## Task details
State how many lines in the records below contain the string "BindingSettings", and give nothing besides that number.

## Entries shown
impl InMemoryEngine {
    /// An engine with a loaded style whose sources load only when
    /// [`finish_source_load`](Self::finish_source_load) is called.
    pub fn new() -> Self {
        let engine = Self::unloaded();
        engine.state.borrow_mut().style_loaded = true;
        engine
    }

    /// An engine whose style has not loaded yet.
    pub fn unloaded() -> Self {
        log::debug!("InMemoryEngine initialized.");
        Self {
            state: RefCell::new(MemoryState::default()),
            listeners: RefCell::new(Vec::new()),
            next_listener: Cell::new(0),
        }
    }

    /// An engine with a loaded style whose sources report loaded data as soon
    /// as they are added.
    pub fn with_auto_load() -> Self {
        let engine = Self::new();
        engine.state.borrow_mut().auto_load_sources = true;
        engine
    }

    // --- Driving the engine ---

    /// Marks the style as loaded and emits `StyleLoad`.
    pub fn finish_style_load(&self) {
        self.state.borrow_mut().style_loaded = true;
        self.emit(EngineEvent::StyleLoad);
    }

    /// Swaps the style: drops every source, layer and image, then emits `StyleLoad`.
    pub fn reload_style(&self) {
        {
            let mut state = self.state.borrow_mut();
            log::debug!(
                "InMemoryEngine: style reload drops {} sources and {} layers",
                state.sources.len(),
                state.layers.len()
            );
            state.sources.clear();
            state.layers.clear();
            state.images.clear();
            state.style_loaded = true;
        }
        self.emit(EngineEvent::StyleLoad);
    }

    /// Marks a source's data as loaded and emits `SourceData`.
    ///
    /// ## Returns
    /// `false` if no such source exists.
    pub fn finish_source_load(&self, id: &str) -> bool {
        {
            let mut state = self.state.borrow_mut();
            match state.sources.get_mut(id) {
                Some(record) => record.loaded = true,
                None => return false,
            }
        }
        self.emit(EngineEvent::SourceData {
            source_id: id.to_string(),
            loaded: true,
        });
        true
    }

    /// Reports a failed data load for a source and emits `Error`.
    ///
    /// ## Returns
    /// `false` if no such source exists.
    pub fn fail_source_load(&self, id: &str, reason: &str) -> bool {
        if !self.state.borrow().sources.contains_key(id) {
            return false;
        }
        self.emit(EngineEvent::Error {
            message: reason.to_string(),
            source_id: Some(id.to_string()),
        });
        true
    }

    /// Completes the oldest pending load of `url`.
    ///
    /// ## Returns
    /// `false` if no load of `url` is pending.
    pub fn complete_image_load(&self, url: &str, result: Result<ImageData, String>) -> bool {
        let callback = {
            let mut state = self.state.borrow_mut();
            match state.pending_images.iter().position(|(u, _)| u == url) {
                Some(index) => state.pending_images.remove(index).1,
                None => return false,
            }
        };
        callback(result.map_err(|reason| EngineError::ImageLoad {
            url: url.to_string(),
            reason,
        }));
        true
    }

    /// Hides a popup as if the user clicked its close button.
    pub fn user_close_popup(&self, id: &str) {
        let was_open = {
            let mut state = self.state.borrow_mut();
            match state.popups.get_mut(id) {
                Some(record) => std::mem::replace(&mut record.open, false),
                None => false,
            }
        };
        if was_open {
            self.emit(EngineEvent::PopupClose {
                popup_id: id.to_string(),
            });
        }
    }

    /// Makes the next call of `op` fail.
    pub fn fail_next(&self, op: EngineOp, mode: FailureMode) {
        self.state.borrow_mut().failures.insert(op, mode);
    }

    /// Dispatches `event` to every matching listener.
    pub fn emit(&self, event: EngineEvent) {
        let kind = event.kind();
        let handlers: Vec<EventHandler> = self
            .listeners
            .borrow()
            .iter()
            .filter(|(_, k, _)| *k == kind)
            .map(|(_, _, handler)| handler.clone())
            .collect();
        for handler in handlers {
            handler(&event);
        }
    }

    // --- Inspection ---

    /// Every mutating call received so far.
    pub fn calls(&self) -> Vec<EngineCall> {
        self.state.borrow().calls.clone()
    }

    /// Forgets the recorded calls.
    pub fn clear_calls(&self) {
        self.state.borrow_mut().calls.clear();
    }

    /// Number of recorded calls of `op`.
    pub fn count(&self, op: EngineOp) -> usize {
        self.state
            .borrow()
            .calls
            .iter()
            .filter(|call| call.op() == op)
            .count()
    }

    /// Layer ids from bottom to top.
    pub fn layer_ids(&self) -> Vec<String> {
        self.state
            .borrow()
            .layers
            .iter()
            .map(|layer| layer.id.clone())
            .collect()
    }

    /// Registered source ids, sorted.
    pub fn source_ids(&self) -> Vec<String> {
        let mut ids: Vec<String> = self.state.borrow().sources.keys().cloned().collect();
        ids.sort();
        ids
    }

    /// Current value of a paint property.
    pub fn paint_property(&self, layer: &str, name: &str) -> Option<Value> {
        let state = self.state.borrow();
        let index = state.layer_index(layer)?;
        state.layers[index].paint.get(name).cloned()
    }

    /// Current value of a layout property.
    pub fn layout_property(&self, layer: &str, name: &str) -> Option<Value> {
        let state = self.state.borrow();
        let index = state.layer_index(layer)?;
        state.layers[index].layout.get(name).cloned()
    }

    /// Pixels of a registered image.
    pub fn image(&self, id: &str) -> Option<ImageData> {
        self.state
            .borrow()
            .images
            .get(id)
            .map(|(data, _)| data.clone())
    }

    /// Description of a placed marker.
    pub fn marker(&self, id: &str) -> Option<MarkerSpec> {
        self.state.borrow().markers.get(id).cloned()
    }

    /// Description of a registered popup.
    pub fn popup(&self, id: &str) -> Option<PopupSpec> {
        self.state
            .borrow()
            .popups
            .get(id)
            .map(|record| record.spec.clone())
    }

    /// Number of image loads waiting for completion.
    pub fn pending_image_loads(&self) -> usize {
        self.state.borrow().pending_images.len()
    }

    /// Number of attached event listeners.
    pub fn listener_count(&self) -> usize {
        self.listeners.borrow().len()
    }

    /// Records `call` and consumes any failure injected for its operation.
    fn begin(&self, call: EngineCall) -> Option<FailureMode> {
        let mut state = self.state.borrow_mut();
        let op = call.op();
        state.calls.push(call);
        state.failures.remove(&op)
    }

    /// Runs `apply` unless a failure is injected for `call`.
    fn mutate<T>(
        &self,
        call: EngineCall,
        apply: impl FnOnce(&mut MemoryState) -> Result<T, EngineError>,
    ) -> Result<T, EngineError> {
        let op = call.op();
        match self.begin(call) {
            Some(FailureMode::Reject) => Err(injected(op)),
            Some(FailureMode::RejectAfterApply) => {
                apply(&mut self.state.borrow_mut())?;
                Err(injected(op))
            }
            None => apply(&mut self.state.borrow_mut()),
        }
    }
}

...

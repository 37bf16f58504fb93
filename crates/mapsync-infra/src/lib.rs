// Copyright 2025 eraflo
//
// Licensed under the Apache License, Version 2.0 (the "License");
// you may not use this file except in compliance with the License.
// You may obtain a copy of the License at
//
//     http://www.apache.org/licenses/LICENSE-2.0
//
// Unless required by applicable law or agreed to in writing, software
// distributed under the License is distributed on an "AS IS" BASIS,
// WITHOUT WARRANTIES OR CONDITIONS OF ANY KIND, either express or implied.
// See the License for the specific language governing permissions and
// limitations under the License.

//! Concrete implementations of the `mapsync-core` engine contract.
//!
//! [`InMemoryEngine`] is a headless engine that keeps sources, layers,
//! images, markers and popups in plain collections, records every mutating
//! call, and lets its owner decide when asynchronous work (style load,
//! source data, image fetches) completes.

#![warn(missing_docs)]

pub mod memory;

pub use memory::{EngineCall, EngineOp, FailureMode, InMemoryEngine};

---

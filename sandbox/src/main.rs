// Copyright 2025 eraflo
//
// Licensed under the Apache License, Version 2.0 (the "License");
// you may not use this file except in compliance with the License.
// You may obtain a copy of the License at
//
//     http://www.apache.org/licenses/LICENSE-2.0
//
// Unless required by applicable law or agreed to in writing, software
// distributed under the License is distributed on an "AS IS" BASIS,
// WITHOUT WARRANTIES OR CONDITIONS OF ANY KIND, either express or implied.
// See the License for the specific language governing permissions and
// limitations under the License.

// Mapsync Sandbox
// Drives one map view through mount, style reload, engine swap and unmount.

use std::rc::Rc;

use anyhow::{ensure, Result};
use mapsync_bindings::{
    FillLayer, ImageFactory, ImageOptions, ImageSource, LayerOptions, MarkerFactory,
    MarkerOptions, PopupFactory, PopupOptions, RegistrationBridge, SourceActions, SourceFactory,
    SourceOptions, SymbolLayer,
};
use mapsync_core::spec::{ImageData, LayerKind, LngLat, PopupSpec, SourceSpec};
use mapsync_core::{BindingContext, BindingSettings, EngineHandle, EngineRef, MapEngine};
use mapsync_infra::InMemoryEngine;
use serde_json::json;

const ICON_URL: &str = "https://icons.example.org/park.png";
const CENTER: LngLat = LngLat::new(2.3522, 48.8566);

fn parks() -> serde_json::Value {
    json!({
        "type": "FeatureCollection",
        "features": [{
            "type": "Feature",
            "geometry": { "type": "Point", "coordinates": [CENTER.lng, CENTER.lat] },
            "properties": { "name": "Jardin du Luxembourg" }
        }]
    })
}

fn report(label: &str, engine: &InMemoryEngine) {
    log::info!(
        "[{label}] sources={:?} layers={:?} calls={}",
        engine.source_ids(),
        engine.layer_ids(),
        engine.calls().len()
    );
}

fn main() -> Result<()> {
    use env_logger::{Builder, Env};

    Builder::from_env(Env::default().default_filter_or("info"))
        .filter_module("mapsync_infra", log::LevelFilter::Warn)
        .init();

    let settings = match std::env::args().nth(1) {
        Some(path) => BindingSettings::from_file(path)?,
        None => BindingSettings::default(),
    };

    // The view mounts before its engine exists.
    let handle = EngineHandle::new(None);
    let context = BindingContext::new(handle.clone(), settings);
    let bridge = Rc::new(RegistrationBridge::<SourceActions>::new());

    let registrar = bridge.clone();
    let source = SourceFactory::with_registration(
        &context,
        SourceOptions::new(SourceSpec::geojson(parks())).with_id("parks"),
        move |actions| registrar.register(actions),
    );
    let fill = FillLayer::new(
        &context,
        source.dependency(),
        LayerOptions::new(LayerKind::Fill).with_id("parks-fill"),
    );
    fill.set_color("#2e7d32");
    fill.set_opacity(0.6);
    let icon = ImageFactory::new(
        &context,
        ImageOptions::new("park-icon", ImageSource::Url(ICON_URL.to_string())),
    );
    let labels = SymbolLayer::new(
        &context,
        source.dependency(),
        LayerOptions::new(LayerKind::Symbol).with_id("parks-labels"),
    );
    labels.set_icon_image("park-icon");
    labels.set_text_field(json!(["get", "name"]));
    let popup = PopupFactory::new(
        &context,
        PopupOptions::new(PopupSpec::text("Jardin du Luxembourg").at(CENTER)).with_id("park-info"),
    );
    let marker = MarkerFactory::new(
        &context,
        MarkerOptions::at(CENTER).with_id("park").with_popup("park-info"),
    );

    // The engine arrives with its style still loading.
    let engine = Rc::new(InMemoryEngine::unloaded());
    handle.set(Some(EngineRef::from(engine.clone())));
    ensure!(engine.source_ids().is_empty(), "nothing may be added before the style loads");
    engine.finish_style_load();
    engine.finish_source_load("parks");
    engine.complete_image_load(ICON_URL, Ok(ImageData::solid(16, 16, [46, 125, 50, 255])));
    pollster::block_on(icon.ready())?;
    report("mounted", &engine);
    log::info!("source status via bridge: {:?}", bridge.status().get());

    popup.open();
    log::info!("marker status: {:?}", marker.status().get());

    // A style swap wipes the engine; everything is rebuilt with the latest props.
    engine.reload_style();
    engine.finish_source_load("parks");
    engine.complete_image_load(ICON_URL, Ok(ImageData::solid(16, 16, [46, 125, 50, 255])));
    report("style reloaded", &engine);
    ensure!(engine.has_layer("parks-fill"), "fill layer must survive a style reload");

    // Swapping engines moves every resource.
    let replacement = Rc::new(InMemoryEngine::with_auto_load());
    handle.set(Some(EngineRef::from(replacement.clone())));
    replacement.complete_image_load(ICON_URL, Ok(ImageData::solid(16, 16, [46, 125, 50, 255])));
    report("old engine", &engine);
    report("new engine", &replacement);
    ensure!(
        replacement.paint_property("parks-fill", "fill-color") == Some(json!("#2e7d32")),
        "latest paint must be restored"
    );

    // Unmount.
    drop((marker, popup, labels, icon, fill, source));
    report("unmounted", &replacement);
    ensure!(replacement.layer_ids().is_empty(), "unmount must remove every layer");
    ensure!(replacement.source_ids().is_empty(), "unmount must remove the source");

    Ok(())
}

## Finished exercise
3